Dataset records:
★ ★ ★ ★
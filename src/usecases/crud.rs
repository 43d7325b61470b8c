//! Create, read, update, delete and list, generic over the entity type.

use std::sync::Arc;

use jiff::Timestamp;
use tracing::{info, instrument};

use super::RequestContext;
use super::pipeline::Pipeline;
use crate::error::AppResult;
use crate::models::Entity;
use crate::repositories::EntityRepository;
use crate::services::{Action, transactional};

pub struct CreateEntity<E: Entity> {
    repo: Arc<dyn EntityRepository<E>>,
    pipeline: Pipeline,
}

impl<E: Entity> CreateEntity<E> {
    pub fn new(repo: Arc<dyn EntityRepository<E>>, pipeline: Pipeline) -> Self {
        Self { repo, pipeline }
    }

    /// Stores a new entity with a generated id and creation timestamps.
    #[instrument(skip_all, fields(entity = E::NAME, user = %ctx.user_id))]
    pub async fn execute(&self, ctx: &RequestContext, mut entity: E) -> AppResult<E> {
        self.pipeline.authorize(ctx, E::NAME, Action::Create).await?;
        self.pipeline.validate_entity(ctx, &entity)?;
        self.pipeline.enrich_new(&mut entity, Timestamp::now());

        let created = transactional(self.pipeline.services().transactions.as_ref(), async {
            self.repo.create(entity).await
        })
        .await
        .map_err(|e| self.pipeline.operation_failed(ctx, E::NAME, Action::Create, e))?;

        info!(id = created.id(), "Created {}", E::NAME);
        Ok(created)
    }
}

pub struct ReadEntity<E: Entity> {
    repo: Arc<dyn EntityRepository<E>>,
    pipeline: Pipeline,
}

impl<E: Entity> ReadEntity<E> {
    pub fn new(repo: Arc<dyn EntityRepository<E>>, pipeline: Pipeline) -> Self {
        Self { repo, pipeline }
    }

    #[instrument(skip_all, fields(entity = E::NAME, user = %ctx.user_id, id = %id))]
    pub async fn execute(&self, ctx: &RequestContext, id: &str) -> AppResult<E> {
        self.pipeline.authorize(ctx, E::NAME, Action::Read).await?;
        self.pipeline.require_id(ctx, E::NAME, id)?;

        self.repo
            .read(id)
            .await
            .map_err(|e| self.pipeline.operation_failed(ctx, E::NAME, Action::Read, e))?
            .ok_or_else(|| self.pipeline.not_found(ctx, E::NAME, id))
    }
}

pub struct UpdateEntity<E: Entity> {
    repo: Arc<dyn EntityRepository<E>>,
    pipeline: Pipeline,
}

impl<E: Entity> UpdateEntity<E> {
    pub fn new(repo: Arc<dyn EntityRepository<E>>, pipeline: Pipeline) -> Self {
        Self { repo, pipeline }
    }

    /// Replaces an existing entity, keeping its original creation time.
    #[instrument(skip_all, fields(entity = E::NAME, user = %ctx.user_id, id = entity.id()))]
    pub async fn execute(&self, ctx: &RequestContext, mut entity: E) -> AppResult<E> {
        self.pipeline.authorize(ctx, E::NAME, Action::Update).await?;
        self.pipeline.require_id(ctx, E::NAME, entity.id())?;
        self.pipeline.validate_entity(ctx, &entity)?;

        let updated = transactional(self.pipeline.services().transactions.as_ref(), async {
            let previous = self
                .repo
                .read(entity.id())
                .await?
                .ok_or_else(|| self.pipeline.not_found(ctx, E::NAME, entity.id()))?;
            entity
                .check_update(&previous)
                .map_err(|v| self.pipeline.rule_violation(ctx, v))?;
            if let Some(created_at) = previous.created_at() {
                entity.stamp_created(created_at);
            }
            entity.stamp_updated(Timestamp::now());
            self.repo.update(entity).await
        })
        .await
        .map_err(|e| self.pipeline.operation_failed(ctx, E::NAME, Action::Update, e))?;

        info!("Updated {}", E::NAME);
        Ok(updated)
    }
}

pub struct DeleteEntity<E: Entity> {
    repo: Arc<dyn EntityRepository<E>>,
    pipeline: Pipeline,
}

impl<E: Entity> DeleteEntity<E> {
    pub fn new(repo: Arc<dyn EntityRepository<E>>, pipeline: Pipeline) -> Self {
        Self { repo, pipeline }
    }

    #[instrument(skip_all, fields(entity = E::NAME, user = %ctx.user_id, id = %id))]
    pub async fn execute(&self, ctx: &RequestContext, id: &str) -> AppResult<()> {
        self.pipeline.authorize(ctx, E::NAME, Action::Delete).await?;
        self.pipeline.require_id(ctx, E::NAME, id)?;

        let removed = transactional(self.pipeline.services().transactions.as_ref(), async {
            self.repo.delete(id).await
        })
        .await
        .map_err(|e| self.pipeline.operation_failed(ctx, E::NAME, Action::Delete, e))?;

        if !removed {
            return Err(self.pipeline.not_found(ctx, E::NAME, id));
        }
        info!("Deleted {}", E::NAME);
        Ok(())
    }
}

pub struct ListEntities<E: Entity> {
    repo: Arc<dyn EntityRepository<E>>,
    pipeline: Pipeline,
}

impl<E: Entity> ListEntities<E> {
    pub fn new(repo: Arc<dyn EntityRepository<E>>, pipeline: Pipeline) -> Self {
        Self { repo, pipeline }
    }

    /// Every entity in storage order, unprocessed.
    #[instrument(skip_all, fields(entity = E::NAME, user = %ctx.user_id))]
    pub async fn execute(&self, ctx: &RequestContext) -> AppResult<Vec<E>> {
        self.pipeline.authorize(ctx, E::NAME, Action::List).await?;
        self.repo
            .list()
            .await
            .map_err(|e| self.pipeline.operation_failed(ctx, E::NAME, Action::List, e))
    }
}

#[cfg(test)]
mod tests {
    use super::*;
    use crate::error::AppError;
    use crate::models::fixtures::{invoice, subscription, ts};
    use crate::models::{Invoice, Subscription, SubscriptionStatus};
    use crate::usecases::test_support::{alice, memory_repo, pipeline};

    #[tokio::test]
    async fn test_create_generates_id_and_timestamps() {
        let repo = memory_repo::<Subscription>();
        let create = CreateEntity::new(repo.clone(), pipeline(true));
        let mut input = subscription("", "Pro", SubscriptionStatus::Active);
        input.created_at = None;

        let created = create.execute(&alice(), input).await.unwrap();
        assert_eq!(created.id, "id-1");
        assert!(created.created_at.is_some());
        assert_eq!(created.created_at, created.updated_at);
        assert!(repo.read("id-1").await.unwrap().is_some());
    }

    #[tokio::test]
    async fn test_create_keeps_supplied_id() {
        let repo = memory_repo::<Subscription>();
        let create = CreateEntity::new(repo, pipeline(true));
        let created = create
            .execute(&alice(), subscription("sub-42", "Pro", SubscriptionStatus::Active))
            .await
            .unwrap();
        assert_eq!(created.id, "sub-42");
    }

    #[tokio::test]
    async fn test_create_rejects_business_rule_before_storage() {
        let repo = memory_repo::<Invoice>();
        let create = CreateEntity::new(repo.clone(), pipeline(true));
        let err = create
            .execute(&alice(), invoice("", "INV-1", "10.00", "20.00"))
            .await
            .unwrap_err();
        match err {
            AppError::BusinessRule { rule, message } => {
                assert_eq!(rule, "invoice_overpaid");
                assert_eq!(message, "An invoice cannot be paid beyond its amount due");
            }
            other => panic!("Expected BusinessRule, got {other:?}"),
        }
        assert!(repo.list().await.unwrap().is_empty());
    }

    #[tokio::test]
    async fn test_create_reports_field_validation() {
        let create = CreateEntity::new(memory_repo::<Subscription>(), pipeline(true));
        let mut input = subscription("", "", SubscriptionStatus::Active);
        input.currency = "dollars".to_string();
        let err = create.execute(&alice(), input).await.unwrap_err();
        match err {
            AppError::ValidationErrors { errors } => {
                let fields: Vec<&str> = errors.iter().map(|e| e.field.as_str()).collect();
                assert_eq!(fields, vec!["currency", "plan_name"]);
            }
            other => panic!("Expected ValidationErrors, got {other:?}"),
        }
    }

    #[tokio::test]
    async fn test_duplicate_create_is_client_error() {
        let repo = memory_repo::<Subscription>();
        let create = CreateEntity::new(repo, pipeline(true));
        let sub = subscription("sub-1", "Pro", SubscriptionStatus::Active);
        create.execute(&alice(), sub.clone()).await.unwrap();
        let err = create.execute(&alice(), sub).await.unwrap_err();
        assert!(matches!(err, AppError::Duplicate { .. }));
    }

    #[tokio::test]
    async fn test_read_missing_and_blank_id() {
        let read = ReadEntity::new(memory_repo::<Subscription>(), pipeline(true));
        assert!(matches!(
            read.execute(&alice(), "nope").await,
            Err(AppError::NotFound { .. })
        ));
        assert!(matches!(
            read.execute(&alice(), "  ").await,
            Err(AppError::Validation { .. })
        ));
    }

    #[tokio::test]
    async fn test_update_preserves_created_at() {
        let repo = memory_repo::<Subscription>();
        let p = pipeline(true);
        let created = CreateEntity::new(repo.clone(), p.clone())
            .execute(&alice(), subscription("sub-1", "Pro", SubscriptionStatus::Active))
            .await
            .unwrap();

        let mut change = created.clone();
        change.plan_name = "Enterprise".to_string();
        change.created_at = Some(ts("2000-01-01T00:00:00Z"));
        let updated = UpdateEntity::new(repo, p)
            .execute(&alice(), change)
            .await
            .unwrap();

        assert_eq!(updated.plan_name, "Enterprise");
        assert_eq!(updated.created_at, created.created_at);
        assert!(updated.updated_at >= created.updated_at);
    }

    #[tokio::test]
    async fn test_update_missing_is_not_found() {
        let update = UpdateEntity::new(memory_repo::<Subscription>(), pipeline(true));
        let err = update
            .execute(&alice(), subscription("sub-9", "Pro", SubscriptionStatus::Active))
            .await
            .unwrap_err();
        assert!(matches!(err, AppError::NotFound { .. }));
    }

    #[tokio::test]
    async fn test_delete_then_list() {
        let repo = memory_repo::<Subscription>();
        let p = pipeline(true);
        let create = CreateEntity::new(repo.clone(), p.clone());
        for name in ["A", "B", "C"] {
            create
                .execute(&alice(), subscription("", name, SubscriptionStatus::Active))
                .await
                .unwrap();
        }

        DeleteEntity::new(repo.clone(), p.clone())
            .execute(&alice(), "id-2")
            .await
            .unwrap();
        let err = DeleteEntity::new(repo.clone(), p.clone())
            .execute(&alice(), "id-2")
            .await
            .unwrap_err();
        assert!(matches!(err, AppError::NotFound { .. }));

        let names: Vec<String> = ListEntities::new(repo, p)
            .execute(&alice())
            .await
            .unwrap()
            .into_iter()
            .map(|s| s.plan_name)
            .collect();
        assert_eq!(names, vec!["A", "C"]);
    }
}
★ ★ ★ ★
* What is required
Scan the data above for the word "impl" and report every line where it is found.

* Exercise result
impl<E: Entity> CreateEntity<E> {
impl<E: Entity> ReadEntity<E> {
impl<E: Entity> UpdateEntity<E> {
impl<E: Entity> DeleteEntity<E> {
impl<E: Entity> ListEntities<E> {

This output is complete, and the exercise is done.